Hands left waists, came to face height and hovered within an inch of each other, palms flat as Lore orbited around him. “How fortunate,” Bastian murmured, “to have such a close contact in the Church.”
The dance ended. Around them, other couples were in a pose with their right hands together and the other curved above their heads, but Bastian and Lore still stood with their palms facing between them, almost touching but not quite.
“I look forward to having you around, Lore.” His voice was low, breath brushing her temple as he leaned forward to speak into her ear. “It certainly has the potential to be interesting.”
“Do you think so, Your Highness?”
He was close enough that she felt the brush of his lips curving. “I know so.”
Across the room, Alie watched them, giggling behind her hand. Next to her, Gabe caught Lore’s eye, arched a sardonic brow. She tried to make a face that communicated what else am I supposed to do? but mostly just succeeded in looking nauseous.
Bastian stepped back. He reached into his coat, and for a wild moment, Lore thought he was going to pull out a dagger or one of those tiny pistols, prove himself the Kirythean informant his father thought he was by taking care of her right here in the middle of his own party. The courtiers would probably love it. They’d all bring in peasants to murder at their own balls; it’d be the next big trend in masquerade hosting.

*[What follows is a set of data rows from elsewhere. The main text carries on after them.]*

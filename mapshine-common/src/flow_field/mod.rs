//! Derived-mask builders: roof distance field and boundary flow field.
//!
//! Both derive from one binary obstacle mask (roofs, taken from the
//! outdoors mask by default). The flow field packs a unit tangent parallel
//! to the nearest obstacle boundary plus a shaped distance into RGBA8;
//! texel space is scene UV.

mod distance;
mod relax;

#[cfg(test)]
mod tests;

use std::collections::BTreeMap;
use std::sync::Arc;

use glam::Vec2;
use half::f16;
use serde::{Deserialize, Serialize};

use crate::error::{EffectError, EffectResult};
use crate::math::{perp, safe_normalize, smoothstep};

pub use distance::{EDT_INF, distance_field, gradient};
pub use relax::{FlowTexel, relax};

/// Single-channel 8-bit source mask, row-major, row 0 at the top.
#[derive(Debug, Clone, PartialEq)]
pub struct SourceMask {
    pub width: u32,
    pub height: u32,
    pub texels: Vec<u8>,
}

impl SourceMask {
    pub fn new(width: u32, height: u32, texels: Vec<u8>) -> EffectResult<Self> {
        let expected = width as usize * height as usize;
        if texels.len() != expected {
            return Err(EffectError::InvalidImage {
                id: "flow source".into(),
                expected,
                actual: texels.len(),
            });
        }
        Ok(Self {
            width,
            height,
            texels,
        })
    }

    /// Luminance of an RGBA8 image, alpha-weighted.
    pub fn from_rgba8(width: u32, height: u32, rgba: &[u8]) -> EffectResult<Self> {
        let expected = width as usize * height as usize * 4;
        if rgba.len() != expected {
            return Err(EffectError::InvalidImage {
                id: "flow source".into(),
                expected,
                actual: rgba.len(),
            });
        }
        let texels = rgba
            .chunks_exact(4)
            .map(|p| {
                let l = 0.2126 * p[0] as f32 + 0.7152 * p[1] as f32 + 0.0722 * p[2] as f32;
                (l * p[3] as f32 / 255.0).round().clamp(0.0, 255.0) as u8
            })
            .collect();
        Ok(Self {
            width,
            height,
            texels,
        })
    }

    pub fn is_empty(&self) -> bool {
        self.width == 0 || self.height == 0
    }

    /// Nearest-neighbour sample at texel center `(x, y)` of a `w x h` grid.
    fn sample_nearest(&self, x: usize, y: usize, w: usize, h: usize) -> u8 {
        let sx = ((x as f32 + 0.5) * self.width as f32 / w as f32) as usize;
        let sy = ((y as f32 + 0.5) * self.height as f32 / h as f32) as usize;
        let sx = sx.min(self.width as usize - 1);
        let sy = sy.min(self.height as usize - 1);
        self.texels[sy * self.width as usize + sx]
    }
}

/// Generator parameters. Every field participates in the config key.
#[derive(Debug, Clone, Copy, PartialEq, Serialize, Deserialize)]
#[serde(rename_all = "camelCase", default)]
pub struct FlowFieldParams {
    pub min_size: u32,
    pub max_size: u32,
    /// Obstacle threshold on the normalized source value.
    pub threshold: f32,
    /// Outdoors masks are white outdoors; roofs are the dark texels.
    pub invert: bool,
    /// Distance (source pixels) mapped to B = 1 before gamma.
    pub max_distance_px: f32,
    pub distance_gamma: f32,
    pub distance_scale: f32,
    pub iterations: u32,
    pub kernel_radius: u32,
    pub relax_mix: f32,
    /// Used where the field is undefined and for the ±90° disambiguation.
    pub default_direction: Vec2,
    /// Alignment dead zone for the tangent flip.
    pub dead_zone: f32,
    pub plateau_strength: f32,
    pub plateau_start: f32,
    pub plateau_feather: f32,
}

impl Default for FlowFieldParams {
    fn default() -> Self {
        Self {
            min_size: 256,
            max_size: 1024,
            threshold: 0.5,
            invert: true,
            max_distance_px: 256.0,
            distance_gamma: 1.0,
            distance_scale: 1.0,
            iterations: 4,
            kernel_radius: 1,
            relax_mix: 0.5,
            default_direction: Vec2::new(0.0, 1.0),
            dead_zone: 0.05,
            plateau_strength: 0.0,
            plateau_start: 0.6,
            plateau_feather: 0.2,
        }
    }
}

impl FlowFieldParams {
    /// Clamp every parameter into its documented range.
    #[must_use]
    pub fn sanitized(self) -> Self {
        let d = Self::default();
        let finite = |v: f32, fallback: f32| if v.is_finite() { v } else { fallback };
        let min_size = self.min_size.clamp(16, 4096);
        Self {
            min_size,
            max_size: self.max_size.clamp(min_size, 4096),
            threshold: finite(self.threshold, d.threshold).clamp(0.0, 1.0),
            invert: self.invert,
            max_distance_px: finite(self.max_distance_px, d.max_distance_px).clamp(1.0, 8192.0),
            distance_gamma: finite(self.distance_gamma, d.distance_gamma).clamp(0.05, 8.0),
            distance_scale: finite(self.distance_scale, d.distance_scale).clamp(0.0, 4.0),
            iterations: self.iterations.min(64),
            kernel_radius: self.kernel_radius.min(8),
            relax_mix: finite(self.relax_mix, d.relax_mix).clamp(0.0, 1.0),
            default_direction: if self.default_direction.is_finite()
                && self.default_direction.length_squared() > 1e-8
            {
                safe_normalize(self.default_direction)
            } else {
                d.default_direction
            },
            dead_zone: finite(self.dead_zone, d.dead_zone).clamp(0.0, 1.0),
            plateau_strength: finite(self.plateau_strength, d.plateau_strength).clamp(0.0, 1.0),
            plateau_start: finite(self.plateau_start, d.plateau_start).clamp(0.0, 1.0),
            plateau_feather: finite(self.plateau_feather, d.plateau_feather).clamp(0.001, 1.0),
        }
    }

    /// Canonical `key=value;` serialization, sorted by key.
    ///
    /// Floats are written as their bit patterns so the string is exact and
    /// does not depend on float formatting.
    pub fn canonical_string(&self) -> String {
        let mut fields: BTreeMap<&'static str, String> = BTreeMap::new();
        let bits = |v: f32| format!("{:08x}", v.to_bits());
        fields.insert("minSize", self.min_size.to_string());
        fields.insert("maxSize", self.max_size.to_string());
        fields.insert("threshold", bits(self.threshold));
        fields.insert("invert", self.invert.to_string());
        fields.insert("maxDistancePx", bits(self.max_distance_px));
        fields.insert("distanceGamma", bits(self.distance_gamma));
        fields.insert("distanceScale", bits(self.distance_scale));
        fields.insert("iterations", self.iterations.to_string());
        fields.insert("kernelRadius", self.kernel_radius.to_string());
        fields.insert("relaxMix", bits(self.relax_mix));
        fields.insert(
            "defaultDirection",
            format!(
                "{},{}",
                bits(self.default_direction.x),
                bits(self.default_direction.y)
            ),
        );
        fields.insert("deadZone", bits(self.dead_zone));
        fields.insert("plateauStrength", bits(self.plateau_strength));
        fields.insert("plateauStart", bits(self.plateau_start));
        fields.insert("plateauFeather", bits(self.plateau_feather));

        let mut out = String::new();
        for (k, v) in fields {
            out.push_str(k);
            out.push('=');
            out.push_str(&v);
            out.push(';');
        }
        out
    }

    /// Cache key for a given source texture identity.
    pub fn config_key(&self, source_id: &str) -> FlowFieldKey {
        let canonical = format!("source={source_id};{}", self.canonical_string());
        FlowFieldKey(xxhash_rust::xxh3::xxh3_64(canonical.as_bytes()))
    }

    /// Output grid for a source of `width x height`: longest side clamped
    /// into `[min_size, max_size]`, aspect preserved.
    pub fn output_size(&self, width: u32, height: u32) -> (u32, u32) {
        let longest = width.max(height).max(1);
        let target = longest.clamp(self.min_size.max(1), self.max_size.max(1));
        let scale = target as f64 / longest as f64;
        let w = ((width as f64 * scale).round() as u32).max(1);
        let h = ((height as f64 * scale).round() as u32).max(1);
        (w, h)
    }
}

/// Hash of the source identity plus every generator parameter.
#[derive(Debug, Clone, Copy, PartialEq, Eq, Hash)]
pub struct FlowFieldKey(pub u64);

/// Generated textures.
#[derive(Debug, Clone, PartialEq)]
pub struct FlowField {
    pub width: u32,
    pub height: u32,
    /// RGBA8: tangent (×0.5+0.5), shaped distance, 1.
    pub rgba: Vec<u8>,
    /// Raw distance to the nearest obstacle in source pixels.
    pub distance_px: Vec<f32>,
    /// Source pixels per output texel.
    pub source_px_per_texel: f32,
    pub key: FlowFieldKey,
}

impl FlowField {
    /// Distance field as R16Float texels for upload.
    pub fn distance_f16(&self) -> Vec<f16> {
        self.distance_px.iter().map(|d| f16::from_f32(*d)).collect()
    }

    /// Unpacked tangent at texel `(x, y)`.
    pub fn tangent_at(&self, x: u32, y: u32) -> Vec2 {
        let i = (y as usize * self.width as usize + x as usize) * 4;
        unpack_tangent([self.rgba[i], self.rgba[i + 1]])
    }

    /// Shaped distance (B channel) at texel `(x, y)` in `[0, 1]`.
    pub fn shaped_distance_at(&self, x: u32, y: u32) -> f32 {
        let i = (y as usize * self.width as usize + x as usize) * 4;
        self.rgba[i + 2] as f32 / 255.0
    }
}

/// Packs a unit tangent as `(t·0.5+0.5)·255`.
pub fn pack_tangent(t: Vec2) -> [u8; 2] {
    let enc = |c: f32| ((c.clamp(-1.0, 1.0) * 0.5 + 0.5) * 255.0).round() as u8;
    [enc(t.x), enc(t.y)]
}

pub fn unpack_tangent(rg: [u8; 2]) -> Vec2 {
    Vec2::new(rg[0] as f32 / 255.0 * 2.0 - 1.0, rg[1] as f32 / 255.0 * 2.0 - 1.0)
}

/// `pow(n, gamma) · scale` of a normalized distance `n = d / max`,
/// clamped to `[0, 1]`.
pub fn shape_distance(normalized: f32, params: &FlowFieldParams) -> f32 {
    let n = normalized.clamp(0.0, 1.0);
    (n.powf(params.distance_gamma) * params.distance_scale).clamp(0.0, 1.0)
}

/// Tangent from an outward normal: `perp(normal)`, flipped toward
/// `default_dir` when alignment is outside the dead zone.
pub fn orient_tangent(normal: Vec2, default_dir: Vec2, dead_zone: f32) -> Vec2 {
    if normal.length_squared() < 1e-8 {
        return default_dir;
    }
    let t = perp(safe_normalize(normal));
    if t.dot(default_dir) < -dead_zone { -t } else { t }
}

/// Builds the flow field. Returns `None` for an empty source.
pub fn build_flow_field(
    source: &SourceMask,
    params: &FlowFieldParams,
    source_id: &str,
) -> Option<FlowField> {
    if source.is_empty() {
        return None;
    }
    let params = params.sanitized();
    let (w, h) = params.output_size(source.width, source.height);
    let (w, h) = (w as usize, h as usize);
    let px_per_texel = source.width as f32 / w as f32;

    // 1. classify
    let threshold = (params.threshold * 255.0).round() as i32;
    let obstacle: Vec<bool> = (0..w * h)
        .map(|i| {
            let v = source.sample_nearest(i % w, i / w, w, h) as i32;
            let high = v >= threshold;
            high != params.invert
        })
        .collect();

    // 2. distance, in source pixels
    let dist_texels = distance_field(&obstacle, w, h);
    let distance_px: Vec<f32> = dist_texels.iter().map(|d| d * px_per_texel).collect();

    // 3-4. gradient and oriented tangent
    let grads = gradient(&dist_texels, w, h);
    let field: Vec<FlowTexel> = grads
        .iter()
        .zip(distance_px.iter())
        .zip(obstacle.iter())
        .map(|((g, d), blocked)| {
            let normal = Vec2::new(g[0], g[1]);
            let tangent = if *blocked {
                params.default_direction
            } else {
                orient_tangent(normal, params.default_direction, params.dead_zone)
            };
            FlowTexel {
                tangent,
                distance: (d / params.max_distance_px).clamp(0.0, 1.0),
            }
        })
        .collect();

    // 5. relaxation
    let field = relax(
        field,
        w,
        h,
        params.iterations,
        params.kernel_radius,
        params.relax_mix,
    );

    // 6-7. plateau remap and pack
    let mut rgba = vec![0u8; w * h * 4];
    for (i, texel) in field.iter().enumerate() {
        let mut tangent = texel.tangent;
        if params.plateau_strength > 0.0 && texel.distance > params.plateau_start {
            let k = params.plateau_strength
                * smoothstep(
                    params.plateau_start,
                    params.plateau_start + params.plateau_feather,
                    texel.distance,
                );
            let blended = tangent.lerp(params.default_direction, k);
            tangent = if blended.length_squared() > 1e-8 {
                safe_normalize(blended)
            } else {
                params.default_direction
            };
        }
        let [r, g] = pack_tangent(tangent);
        // B carries the relaxed distance; `distance_px` stays sharp for
        // the roof distance texture.
        let b = (shape_distance(texel.distance, &params) * 255.0).round() as u8;
        rgba[i * 4..i * 4 + 4].copy_from_slice(&[r, g, b, 255]);
    }

    tracing::debug!(
        width = w,
        height = h,
        iterations = params.iterations,
        "flow field built"
    );

    Some(FlowField {
        width: w as u32,
        height: h as u32,
        rgba,
        distance_px,
        source_px_per_texel: px_per_texel,
        key: params.config_key(source_id),
    })
}

/// Single-entry cache keyed by source identity and generator parameters.
#[derive(Debug, Default)]
pub struct FlowFieldCache {
    current: Option<(FlowFieldKey, Option<Arc<FlowField>>)>,
    builds: u64,
}

impl FlowFieldCache {
    pub fn new() -> Self {
        Self::default()
    }

    /// Returns the cached field when `(source_id, params)` is unchanged,
    /// otherwise rebuilds. A missing source yields `None` and is cached
    /// like any other result.
    pub fn get_or_build(
        &mut self,
        source_id: &str,
        source: Option<&SourceMask>,
        params: &FlowFieldParams,
    ) -> Option<Arc<FlowField>> {
        let params = params.sanitized();
        let key = params.config_key(source_id);
        if let Some((cached_key, field)) = &self.current
            && *cached_key == key
        {
            return field.clone();
        }
        let field = source
            .and_then(|s| build_flow_field(s, &params, source_id))
            .map(Arc::new);
        self.builds += 1;
        tracing::debug!(source = source_id, built = field.is_some(), "flow field cache rebuild");
        self.current = Some((key, field.clone()));
        field
    }

    pub fn invalidate(&mut self) {
        self.current = None;
    }

    /// Number of times the generator actually ran.
    pub fn builds(&self) -> u64 {
        self.builds
    }
}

But all Bastian pulled from his coat was a pressed flower, a line of pale-purple blooms on a green stem.
“A foxglove for a foxglove.” Bastian handed it to her with a bow and a flourish. “Beautiful and poisonous. Much like yourself, if I may be so bold as to make an assessment after our brief acquaintance.”
Gingerly, Lore took the bloom. The dry petals crunched slightly between her fingers.
“Until next time, Lore.” Bastian turned and walked away, a drop of ink in a sea of color.
Lore closed the door to the apartments behind her and leaned back against it. “I suppose that went about as well as it could.”
“You performed your assignment admirably,” Gabriel said, sitting down on the couch with a long sigh.
“It seems ingratiating myself with Bastian won’t be the hard part.” Lore pulled off her mask and let it drop. “Getting any kind of information out of him will be. He’s not going to tell me he’s a traitor just because he thinks I’m pretty; he’s smarter than his father or his uncle gives him credit for.”
Gabe snorted.
Lore toed off the heeled slippers that had come with her costume, pale purple and embroidered with serrated leaves. Foxglove leaves. The dried bloom Bastian had given her was still in her palm. If she’d been found with something like this on the streets of Dellaire, it’d be at least three days in the Northwest Ward stocks if it was a first offense, and a ticket to the Burnt Isles if it wasn’t. But here, in this gilded palace full of money and excess, it was a prince’s idle gift.
She thought of the courtiers in the corner with their belladonna tea, physicians on call and no reason to worry. Her fist closed, crushing the flower into pastel dust. She brushed it from her hands and let it fall to the floor with her mask.
Feeling coming back into her feet now that her slippers were off, Lore walked over to Gabe and stood in front of him, gesturing to the buttons down her back. “Help me out here, I can’t reach.”
He hesitated a moment before setting to work. For a monk, he was a clever hand at undoing a woman’s buttons, a thought that flashed across her mind unbidden before she resolutely shut it out.
“Did he say anything important while you were dancing?” Gabe asked.
The only things she’d learned while dancing with Bastian were about Gabe. But some tug of intuition told her that if she tried to talk about that, he’d shut down. She’d only known Gabe for two days, but it was enough to know that he wouldn’t take lightly to disparaging Anton or the Presque Mort. People who thought they’d been saved tended to deify the savior.
“Not really. Certainly not anything that made it seem like he’s a Kirythean spy.” With a sigh, Lore flopped on the opposite end of the couch and propped up her aching feet on the ottoman. “I don’t understand why August is so convinced the informant is Bastian.”
“He told you. Because Bastian doesn’t want to be King.” Gabriel stared into the dying embers in the fireplace, head propped on his hand. He’d loosened his cravat, revealing a triangle of pale, freckle-dusted skin. “When we were young, he used to tell me he wanted to be a pirate.”